Provide an exact copy of the lines from the beginning of the records through the line that includes "pub fn from_env()", and of no others.

+ + +

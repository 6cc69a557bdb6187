use std::str::FromStr;

use crate::errors::ServerError;

pub const DEFAULT_SESSION_TTL_SECS: u64 = 60 * 60 * 24 * 14;

#[derive(Clone, Debug)]
pub struct Config {
    pub database_url: String,
    pub port: u16,
    pub secret_key: String,
    pub session_ttl_secs: u64,
    pub pool_size: u32,
    pub cors_origin: Option<String>,
    pub rate_limit_per_second: u64,
    pub rate_limit_burst: u32,
}

impl Config {
    /// Reads the process environment, `.env` included.
    pub fn from_env() -> Result<Self, ServerError> {
        dotenv::dotenv().ok();

        Ok(Config {
            database_url: required("DATABASE_URL")?,
            port: parse(&required("PORT")?, "PORT")?,
            secret_key: required("SECRET_KEY")?,
            session_ttl_secs: optional("SESSION_TTL_SECS", DEFAULT_SESSION_TTL_SECS)?,
            pool_size: optional("DATABASE_POOL_SIZE", 4)?,
            cors_origin: std::env::var("CORS_ORIGIN").ok().filter(|o| !o.trim().is_empty()),
            rate_limit_per_second: optional("RATE_LIMIT_PER_SECOND", 2)?,
            rate_limit_burst: optional("RATE_LIMIT_BURST", 60)?,
        })
    }
}

fn required(key: &str) -> Result<String, ServerError> {
    std::env::var(key).map_err(|e| ServerError::EnvironmentError(format!("{key}: {e}")))
}

fn optional<T: FromStr>(key: &str, default: T) -> Result<T, ServerError> {
    match std::env::var(key) {
        Ok(value) => parse(&value, key),
        Err(std::env::VarError::NotPresent) => Ok(default),
        Err(e) => Err(ServerError::EnvironmentError(format!("{key}: {e}"))),
    }
}

fn parse<T: FromStr>(value: &str, key: &str) -> Result<T, ServerError> {
    value
        .trim()
        .parse::<T>()
        .map_err(|_| ServerError::EnvironmentError(format!("{key}: invalid value {value:?}")))
}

+ + +

### Problem solution
repository 6cc69a557bdb6187
use std::str::FromStr;

use crate::errors::ServerError;

pub const DEFAULT_SESSION_TTL_SECS: u64 = 60 * 60 * 24 * 14;

#[derive(Clone, Debug)]
pub struct Config {
    pub database_url: String,
    pub port: u16,
    pub secret_key: String,
    pub session_ttl_secs: u64,
    pub pool_size: u32,
    pub cors_origin: Option<String>,
    pub rate_limit_per_second: u64,
    pub rate_limit_burst: u32,
}

impl Config {
    /// Reads the process environment, `.env` included.
    pub fn from_env() -> Result<Self, ServerError> {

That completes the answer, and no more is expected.